December 29, 2013

Todaiji Daibutsuden

Todaiji, a sprawling temple complex located in Nara, around three hours away from Tokyo by bullet train. Its history is seen as one of the cornerstones of Japanese history. Built in the 8th century, a time of extreme disasters and epidemics, the then-Emperor Shomu ordered the construction of provincial temples throughout japan, and made Todaiji the head of all of them. 

 This is merely the gate leading to the Daibutsuden (Big Buddha Hall). Quite incredibly, the Daibutsuden is the world's largest wooden construction.
Passing through the gates, looked over by a Nio Guardian King. Yes, that is a deer, and they will be featured in their own post.

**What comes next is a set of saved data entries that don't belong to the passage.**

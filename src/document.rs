use std::collections::HashMap;

use anyhow::Context as _;
use lol_html::{HtmlRewriter, RewriteStrSettings, Settings, element};
use url::Url;

#[derive(Debug, Clone, PartialEq, Eq)]
pub struct Anchor {
    /// Position among the document's `<a>` elements.
    pub index: usize,
    pub href: String,
}

/// An HTML page whose anchor targets can be rewritten before it is handed to
/// the PDF renderer.
///
/// The page source is kept as fetched. Rewriting only touches the `href` of
/// overridden anchors; everything else passes through byte for byte.
#[derive(Debug)]
pub struct Document {
    source: String,
    base_url: Url,
    /// Raw `href` of every `<a>` element, in source order.
    links: Vec<Option<String>>,
    hrefs: HashMap<usize, String>,
}

impl Document {
    /// `base_url` applies unless the page declares its own `<base href>`.
    pub fn parse(source: &str, base_url: Url) -> anyhow::Result<Self> {
        let mut links = Vec::new();
        let mut declared = None;

        let mut rewriter = HtmlRewriter::new(
            Settings {
                element_content_handlers: vec![
                    element!("a", |el| {
                        links.push(el.get_attribute("href"));
                        Ok(())
                    }),
                    element!("base[href]", |el| {
                        if declared.is_none() {
                            declared = el.get_attribute("href");
                        }
                        Ok(())
                    }),
                ],
                strict: false,
                ..Settings::default()
            },
            |_: &[u8]| {},
        );
        rewriter.write(source.as_bytes()).context("scan html")?;
        rewriter.end().context("scan html")?;

        let base_url = declared
            .and_then(|href| base_url.join(href.trim()).ok())
            .unwrap_or(base_url);
        Ok(Self {
            source: source.to_owned(),
            base_url,
            links,
            hrefs: HashMap::new(),
        })
    }

    pub fn base_url(&self) -> &Url {
        &self.base_url
    }

    /// Anchors with a non-empty `href`, in document order.
    pub fn anchors(&self) -> Vec<Anchor> {
        self.links
            .iter()
            .enumerate()
            .filter_map(|(index, href)| {
                let href = match self.hrefs.get(&index) {
                    Some(href) => href.as_str(),
                    None => href.as_deref()?,
                };
                if href.trim().is_empty() {
                    return None;
                }
                Some(Anchor {
                    index,
                    href: href.to_owned(),
                })
            })
            .collect()
    }

    pub fn set_href(&mut self, index: usize, href: String) {
        self.hrefs.insert(index, href);
    }

    /// The page with rewritten anchors applied.
    pub fn to_html(&self) -> anyhow::Result<String> {
        if self.hrefs.is_empty() {
            return Ok(self.source.clone());
        }

        let hrefs = &self.hrefs;
        let mut index = 0_usize;
        lol_html::rewrite_str(
            &self.source,
            RewriteStrSettings {
                element_content_handlers: vec![element!("a", move |el| {
                    if let Some(href) = hrefs.get(&index) {
                        el.set_attribute("href", href)?;
                    }
                    index += 1;
                    Ok(())
                })],
                strict: false,
                ..RewriteStrSettings::default()
            },
        )
        .context("rewrite html links")
    }
}
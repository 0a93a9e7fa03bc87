use clap::Parser;

use crate::config::{DEFAULT_BASE_URL, DEFAULT_SITE_NAME};

/// Renders every page of a documentation site to PDF, with in-site links
/// pointing at the generated files.
#[derive(Debug, Parser)]
#[command(author, version, about)]
pub struct Cli {
    /// Site name; also the default output directory.
    #[arg(long, default_value = DEFAULT_SITE_NAME)]
    pub site_name: String,

    /// Root page of the site (must be http/https).
    #[arg(long, default_value = DEFAULT_BASE_URL)]
    pub base_url: String,

    /// Output directory for the PDF tree (default: the site name).
    #[arg(long)]
    pub out_dir: Option<String>,

    /// Re-render pages whose PDF already exists.
    #[arg(long)]
    pub overwrite: bool,

    /// WeasyPrint executable used to render PDFs.
    #[arg(long, default_value = "weasyprint")]
    pub weasyprint: String,

    /// Write a JSON Lines report of every page to this path.
    #[arg(long)]
    pub report: Option<String>,
}
use std::process::ExitCode;

use anyhow::Context as _;
use clap::Parser as _;

fn main() -> ExitCode {
    if let Err(err) = try_main() {
        eprintln!("{err:#}");
        return ExitCode::FAILURE;
    }

    ExitCode::SUCCESS
}

fn try_main() -> anyhow::Result<()> {
    docs2pdf::logging::init().context("init logging")?;

    let cli = docs2pdf::cli::Cli::parse();
    tracing::debug!(?cli, "parsed cli");

    docs2pdf::crawl::run(cli).context("crawl")?;

    Ok(())
}
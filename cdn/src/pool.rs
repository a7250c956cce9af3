use std::sync::Arc;

use log::{debug, warn};
use parking_lot::Mutex;
use stores::AccountSettingsStore;
use types::{AppId, CdnServer, CdnServerType, DownloadError};

pub const PENALTY_INCREMENT: u32 = 100;
pub const PENALTY_DECREMENT: u32 = 10;
pub const PENALTY_DECAY: u32 = 5;
pub const MAX_PENALTY: u32 = 1000;

struct Rotation {
    servers: Vec<CdnServer>,
    next: usize,
}

/// Round-robin pool over the eligible content servers. Unreliable hosts are
/// demoted through a penalty counter persisted in the account settings, so
/// ordering survives restarts.
pub struct ServerPool {
    rotation: Mutex<Rotation>,
    proxy: Option<CdnServer>,
    settings: Arc<AccountSettingsStore>,
}

impl ServerPool {
    /// Builds the rotation from a fresh server list. Every known penalty
    /// decays by [`PENALTY_DECAY`] on refresh.
    pub fn new(
        servers: Vec<CdnServer>,
        app_id: AppId,
        settings: Arc<AccountSettingsStore>,
    ) -> Result<Self, DownloadError> {
        settings.decay_penalties(PENALTY_DECAY);
        if let Err(e) = settings.save() {
            warn!("failed to persist penalty decay: {e}");
        }

        let proxy = servers
            .iter()
            .find(|s| s.server_type == CdnServerType::Proxy)
            .cloned();

        let mut eligible: Vec<CdnServer> = servers
            .into_iter()
            .filter(|s| s.server_type != CdnServerType::Proxy && s.serves_app(app_id))
            .collect();

        eligible.sort_by_key(|s| (settings.penalty(&s.host), s.weighted_load));

        let mut rotation = Vec::new();
        for server in eligible {
            for _ in 0..server.num_entries.max(1) {
                rotation.push(server.clone());
            }
        }

        if rotation.is_empty() {
            return Err(DownloadError::NoServers);
        }

        debug!(
            "cdn pool ready with {} rotation entries{}",
            rotation.len(),
            if proxy.is_some() { " and a proxy" } else { "" }
        );

        Ok(Self {
            rotation: Mutex::new(Rotation {
                servers: rotation,
                next: 0,
            }),
            proxy,
            settings,
        })
    }

    pub fn proxy(&self) -> Option<&CdnServer> {
        self.proxy.as_ref()
    }

    pub fn get_connection(&self) -> CdnServer {
        let mut rotation = self.rotation.lock();
        let index = rotation.next % rotation.servers.len();
        rotation.next += 1;
        rotation.servers[index].clone()
    }

    /// The request succeeded; reward the host a little.
    pub fn return_connection(&self, server: &CdnServer) {
        let penalty = self.settings.penalty(&server.host);
        self.settings
            .set_penalty(&server.host, penalty.saturating_sub(PENALTY_DECREMENT));
    }

    /// The request failed in a way that implicates the host: penalize it,
    /// move the cursor past it, and persist so the demotion outlives us.
    pub fn return_broken_connection(&self, server: &CdnServer) {
        {
            let mut rotation = self.rotation.lock();
            let len = rotation.servers.len();
            for _ in 0..len {
                if rotation.servers[rotation.next % len].host != server.host {
                    break;
                }
                rotation.next += 1;
            }
        }

        let penalty = self.settings.penalty(&server.host);
        self.settings
            .set_penalty(&server.host, (penalty + PENALTY_INCREMENT).min(MAX_PENALTY));
        if let Err(e) = self.settings.save() {
            warn!("failed to persist penalty for {}: {e}", server.host);
        }
    }
}
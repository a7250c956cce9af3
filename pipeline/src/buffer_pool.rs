use std::{
    collections::HashMap,
    ops::{Deref, DerefMut},
    sync::Arc,
};

use parking_lot::Mutex;

/// Chunk buffers round up to the nearest power of two, never below 1 MiB.
const MIN_BUFFER_SIZE: usize = 1024 * 1024;

type Buckets = Arc<Mutex<HashMap<usize, Vec<Vec<u8>>>>>;

/// Pool of reusable chunk buffers, bucketed by capacity. Buffers come back
/// on every exit path because the handle returns itself on drop; a buffer
/// lost to a panicking worker is simply reallocated later.
#[derive(Default)]
pub struct BufferPool {
    buckets: Buckets,
}

impl BufferPool {
    pub fn new() -> Arc<Self> {
        Arc::new(Self::default())
    }

    fn bucket_for(len: usize) -> usize {
        len.max(MIN_BUFFER_SIZE).next_power_of_two()
    }

    pub fn acquire(&self, len: usize) -> PooledBuffer {
        let capacity = Self::bucket_for(len);
        let buf = self
            .buckets
            .lock()
            .get_mut(&capacity)
            .and_then(Vec::pop)
            .unwrap_or_else(|| vec![0u8; capacity]);
        PooledBuffer {
            buf: Some(buf),
            len,
            buckets: self.buckets.clone(),
        }
    }
}

/// Scoped view of a pooled buffer, sized to the requested length.
pub struct PooledBuffer {
    buf: Option<Vec<u8>>,
    len: usize,
    buckets: Buckets,
}

impl Deref for PooledBuffer {
    type Target = [u8];

    fn deref(&self) -> &Self::Target {
        &self.buf.as_ref().expect("buffer taken")[..self.len]
    }
}

impl DerefMut for PooledBuffer {
    fn deref_mut(&mut self) -> &mut Self::Target {
        &mut self.buf.as_mut().expect("buffer taken")[..self.len]
    }
}

impl Drop for PooledBuffer {
    fn drop(&mut self) {
        if let Some(buf) = self.buf.take() {
            self.buckets.lock().entry(buf.len()).or_default().push(buf);
        }
    }
}

#[cfg(test)]
mod tests {
    use super::*;

    #[test]
    fn buffers_are_reused_by_bucket() {
        let pool = BufferPool::new();
        {
            let buffer = pool.acquire(100);
            assert_eq!(buffer.len(), 100);
        }
        assert_eq!(pool.buckets.lock().get(&MIN_BUFFER_SIZE).map(Vec::len), Some(1));

        let buffer = pool.acquire(MIN_BUFFER_SIZE / 2);
        assert_eq!(buffer.len(), MIN_BUFFER_SIZE / 2);
        assert_eq!(pool.buckets.lock().get(&MIN_BUFFER_SIZE).map(Vec::len), Some(0));
    }

    #[test]
    fn oversized_requests_round_to_power_of_two() {
        let pool = BufferPool::new();
        let buffer = pool.acquire(MIN_BUFFER_SIZE + 1);
        assert_eq!(buffer.len(), MIN_BUFFER_SIZE + 1);
        drop(buffer);
        assert!(pool.buckets.lock().contains_key(&(MIN_BUFFER_SIZE * 2)));
    }
}
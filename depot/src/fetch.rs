use cdn::{CdnClient, ServerPool};
use log::{debug, info, warn};
use session::{CdnAuthTokenCache, ManifestRequestCodeCache, SessionPort};
use stores::ManifestCache;
use types::{DepotDownloadInfo, DownloadError, Manifest, RetryPolicy};
use utils::control_flag::DownloadThreadControl;

/// Fetches and caches depot manifests through the CDN pool, following the
/// same token/penalty protocol as chunk fetches.
pub struct ManifestFetcher<'a> {
    pub session: &'a dyn SessionPort,
    pub cdn: &'a dyn CdnClient,
    pub pool: &'a ServerPool,
    pub cache: &'a ManifestCache,
    pub request_codes: &'a ManifestRequestCodeCache,
    pub tokens: &'a CdnAuthTokenCache,
    pub retry: &'a RetryPolicy,
    pub control: &'a DownloadThreadControl,
}

impl ManifestFetcher<'_> {
    pub fn get_manifest(&self, info: &DepotDownloadInfo) -> Result<Manifest, DownloadError> {
        if let Some(manifest) = self.cache.load(info.depot_id, info.manifest_id, true) {
            debug!(
                "manifest {} for depot {} loaded from cache",
                info.manifest_id, info.depot_id
            );
            return Ok(manifest);
        }

        let manifest = self.fetch(info)?;
        // the cache write must land before the manifest is acted upon
        self.cache.store(&manifest)?;
        info!(
            "downloaded manifest {} for depot {}",
            info.manifest_id, info.depot_id
        );
        Ok(manifest)
    }

    fn fetch(&self, info: &DepotDownloadInfo) -> Result<Manifest, DownloadError> {
        let mut attempts = 0usize;
        let mut auth_failures = 0usize;
        let mut token_requested = false;

        loop {
            if self.control.is_stopped() {
                return Err(DownloadError::Cancelled);
            }

            let request_code = self.request_codes.get(
                self.session,
                info.depot_id,
                info.containing_app_id,
                info.manifest_id,
                &info.branch,
            )?;
            if request_code == 0 {
                return Err(DownloadError::NotFound(format!(
                    "manifest {} for depot {} is no longer available",
                    info.manifest_id, info.depot_id
                )));
            }

            let server = self.pool.get_connection();
            let token = self.tokens.cached(info.depot_id, &server.host);

            let error = match self.cdn.download_manifest(
                info.depot_id,
                info.manifest_id,
                request_code,
                &server,
                &info.depot_key,
                self.pool.proxy(),
                token.as_deref(),
            ) {
                Ok(manifest) => {
                    self.pool.return_connection(&server);
                    return Ok(manifest);
                }
                Err(DownloadError::HttpStatus(403)) if token.is_none() && !token_requested => {
                    token_requested = true;
                    match self.tokens.request(
                        self.session,
                        info.containing_app_id,
                        info.depot_id,
                        &server.host,
                    ) {
                        Ok(_) => {
                            self.pool.return_connection(&server);
                            continue;
                        }
                        Err(e) => e,
                    }
                }
                Err(e @ (DownloadError::HttpStatus(401) | DownloadError::HttpStatus(403))) => {
                    // stale request code or rejected token; refresh once
                    auth_failures += 1;
                    self.request_codes.invalidate(info.depot_id, info.manifest_id);
                    self.tokens.invalidate(info.depot_id, &server.host);
                    self.pool.return_broken_connection(&server);
                    if auth_failures >= 2 {
                        return Err(e);
                    }
                    continue;
                }
                Err(e @ DownloadError::HttpStatus(404)) => {
                    self.pool.return_broken_connection(&server);
                    return Err(e);
                }
                Err(e) if e.is_transport() => e,
                Err(e) => return Err(e),
            };

            self.pool.return_broken_connection(&server);
            attempts += 1;
            if attempts > self.retry.max_retries {
                return Err(DownloadError::RetryExhausted(format!(
                    "manifest {} for depot {}: {error}",
                    info.manifest_id, info.depot_id
                )));
            }
            warn!(
                "manifest fetch attempt {attempts} for depot {} failed: {error}",
                info.depot_id
            );
            std::thread::sleep(self.retry.get_delay(attempts - 1));
        }
    }
}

The main hall has been rebuilt twice, but is still hundreds of years old.

The exterior of the Great Buddha Hall. The hallways extend from either direction of the main building, and wrap all around in a giant square. The hallways are closed to visitors.

A view of the hallway.

This bronze Daibutusu (Buddha) is one of Japan's largest and is 15 meters tall.

These etchings have been reproduced at the base of the Buddha.

This massive block was laid against one of the corners of the temple.

There was a line of schoolkids on a school outing waiting to crawl through the pillar.  It is said that those who can squeeze through this opening will be granted enlightenment in their next life.

This was outside the main building.

Even the gumball machines here are Buddhism-related.